> [Collected data entries]:
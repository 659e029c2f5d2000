//! Document-store implementation of the persistence contract.
//!
//! # Responsibility
//! - Run document-compiler output through a [`DocumentDriver`].
//! - Map driver outcomes onto the repository contract.
//!
//! # Invariants
//! - The context is checked before every driver call; reads pass the time
//!   left as the driver's `max_time`.
//! - Create keeps a caller-supplied `id`, otherwise returns the store-native
//!   id in string form.

use crate::compile::document::{self, document_to_values, id_from_native};
use crate::compile::{CompileResult, DocumentAction, DocumentQuery, Operation};
use crate::context::Context;
use crate::model::fields::Fields;
use crate::model::values::Values;
use crate::query::condition::Condition;
use crate::query::pagination::Pagination;
use crate::repo::{describe_conditions, log_call, RepoError, RepoResult, Repository};
use bson::{Bson, Document};
use mongodb::options::{FindOneOptions, FindOptions};
use mongodb::sync::Database;
use std::time::{Duration, Instant};

const BACKEND: &str = "mongo";

/// Raw result of one driver call.
#[derive(Debug, Clone, PartialEq)]
pub enum DocumentOutcome {
    Documents(Vec<Document>),
    Inserted(Bson),
    Matched(u64),
    Deleted(u64),
}

/// Executes compiled document queries against a store.
pub trait DocumentDriver {
    fn execute(
        &self,
        query: DocumentQuery,
        max_time: Option<Duration>,
    ) -> mongodb::error::Result<DocumentOutcome>;
}

impl DocumentDriver for Database {
    fn execute(
        &self,
        query: DocumentQuery,
        max_time: Option<Duration>,
    ) -> mongodb::error::Result<DocumentOutcome> {
        let collection = self.collection::<Document>(&query.collection);
        let filter = query.filter;

        let outcome = match query.action {
            DocumentAction::FindOne => {
                let mut options = FindOneOptions::default();
                options.max_time = max_time;
                let found = collection.find_one(filter, options)?;
                DocumentOutcome::Documents(found.into_iter().collect())
            }
            DocumentAction::Find { skip, limit, sort } => {
                let mut options = FindOptions::default();
                options.max_time = max_time;
                options.skip = skip;
                options.limit = limit;
                options.sort = sort;
                let cursor = collection.find(filter, options)?;
                DocumentOutcome::Documents(cursor.collect::<mongodb::error::Result<Vec<_>>>()?)
            }
            DocumentAction::InsertOne(document) => {
                DocumentOutcome::Inserted(collection.insert_one(document, None)?.inserted_id)
            }
            DocumentAction::UpdateOne(update) => {
                DocumentOutcome::Matched(collection.update_one(filter, update, None)?.matched_count)
            }
            DocumentAction::UpdateMany(update) => DocumentOutcome::Matched(
                collection.update_many(filter, update, None)?.matched_count,
            ),
            DocumentAction::DeleteOne => {
                DocumentOutcome::Deleted(collection.delete_one(filter, None)?.deleted_count)
            }
            DocumentAction::DeleteMany => {
                DocumentOutcome::Deleted(collection.delete_many(filter, None)?.deleted_count)
            }
        };

        Ok(outcome)
    }
}

/// Document-store repository; collections are named after entities.
pub struct MongoRepository<D> {
    driver: D,
}

impl<D: DocumentDriver> MongoRepository<D> {
    pub fn new(driver: D) -> Self {
        Self { driver }
    }

    pub fn driver(&self) -> &D {
        &self.driver
    }

    fn run<T>(
        &self,
        ctx: &Context,
        operation: Operation,
        entity: &str,
        query: CompileResult<DocumentQuery>,
        finish: impl FnOnce(DocumentOutcome) -> RepoResult<T>,
    ) -> RepoResult<T> {
        let started_at = Instant::now();
        let result = self.execute(ctx, query).and_then(finish);
        log_call(BACKEND, operation, entity, started_at, &result);
        result
    }

    fn execute(
        &self,
        ctx: &Context,
        query: CompileResult<DocumentQuery>,
    ) -> RepoResult<DocumentOutcome> {
        let query = query?;
        ctx.check()?;

        let max_time = match query.action {
            DocumentAction::FindOne | DocumentAction::Find { .. } => ctx.remaining(),
            _ => None,
        };
        Ok(self.driver.execute(query, max_time)?)
    }
}

impl<D: DocumentDriver> Repository for MongoRepository<D> {
    fn get(&self, ctx: &Context, entity: &str, fields: &Fields, id: &str) -> RepoResult<Values> {
        let query = document::get(entity, id);
        self.run(ctx, Operation::Get, entity, query, |outcome| {
            match expect_documents(outcome)?.into_iter().next() {
                Some(found) => Ok(document_to_values(&found, fields)?),
                None => Err(RepoError::not_found(entity, id)),
            }
        })
    }

    fn list(
        &self,
        ctx: &Context,
        entity: &str,
        fields: &Fields,
        pagination: &Pagination,
        conditions: &[Condition],
    ) -> RepoResult<Vec<Values>> {
        let query = document::list(entity, pagination, conditions);
        self.run(ctx, Operation::List, entity, query, |outcome| {
            expect_documents(outcome)?
                .iter()
                .map(|found| document_to_values(found, fields).map_err(RepoError::from))
                .collect()
        })
    }

    fn create(&self, ctx: &Context, entity: &str, values: &Values) -> RepoResult<String> {
        let query = document::create(entity, values);
        self.run(ctx, Operation::Create, entity, query, |outcome| match outcome {
            DocumentOutcome::Inserted(id) => Ok(id_from_native(&id)),
            other => Err(unexpected(Operation::Create, &other)),
        })
    }

    fn update(&self, ctx: &Context, entity: &str, id: &str, values: &Values) -> RepoResult<()> {
        let query = document::update(entity, id, values);
        self.run(ctx, Operation::Update, entity, query, |outcome| {
            require_affected(Operation::Update, outcome, || RepoError::not_found(entity, id))
        })
    }

    fn delete(&self, ctx: &Context, entity: &str, id: &str) -> RepoResult<()> {
        let query = document::delete(entity, id);
        self.run(ctx, Operation::Delete, entity, query, |outcome| {
            require_affected(Operation::Delete, outcome, || RepoError::not_found(entity, id))
        })
    }

    fn delete_where(
        &self,
        ctx: &Context,
        entity: &str,
        conditions: &[Condition],
    ) -> RepoResult<()> {
        let query = document::delete_where(entity, conditions);
        self.run(ctx, Operation::DeleteWhere, entity, query, |outcome| {
            require_affected(Operation::DeleteWhere, outcome, || {
                RepoError::not_found(entity, describe_conditions(conditions))
            })
        })
    }

    fn update_where(
        &self,
        ctx: &Context,
        entity: &str,
        values: &Values,
        conditions: &[Condition],
    ) -> RepoResult<()> {
        let query = document::update_where(entity, values, conditions);
        self.run(ctx, Operation::UpdateWhere, entity, query, |outcome| {
            require_affected(Operation::UpdateWhere, outcome, || {
                RepoError::not_found(entity, describe_conditions(conditions))
            })
        })
    }
}

fn unexpected(operation: Operation, outcome: &DocumentOutcome) -> RepoError {
    RepoError::InvalidData(format!("driver returned {outcome:?} for {operation}"))
}

fn expect_documents(outcome: DocumentOutcome) -> RepoResult<Vec<Document>> {
    match outcome {
        DocumentOutcome::Documents(documents) => Ok(documents),
        other => Err(unexpected(Operation::List, &other)),
    }
}

fn require_affected(
    operation: Operation,
    outcome: DocumentOutcome,
    not_found: impl FnOnce() -> RepoError,
) -> RepoResult<()> {
    match outcome {
        DocumentOutcome::Matched(0) | DocumentOutcome::Deleted(0) => Err(not_found()),
        DocumentOutcome::Matched(_) | DocumentOutcome::Deleted(_) => Ok(()),
        other => Err(unexpected(operation, &other)),
    }
}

> [Instructions for the task]:
An exact copy of the lines from the one holding "DocumentOutcome::Matched(_) | DocumentOutcome::Deleted(_)" through the end of the data is the whole answer.

> [Written solution]:
        DocumentOutcome::Matched(_) | DocumentOutcome::Deleted(_) => Ok(()),
        other => Err(unexpected(operation, &other)),
    }
}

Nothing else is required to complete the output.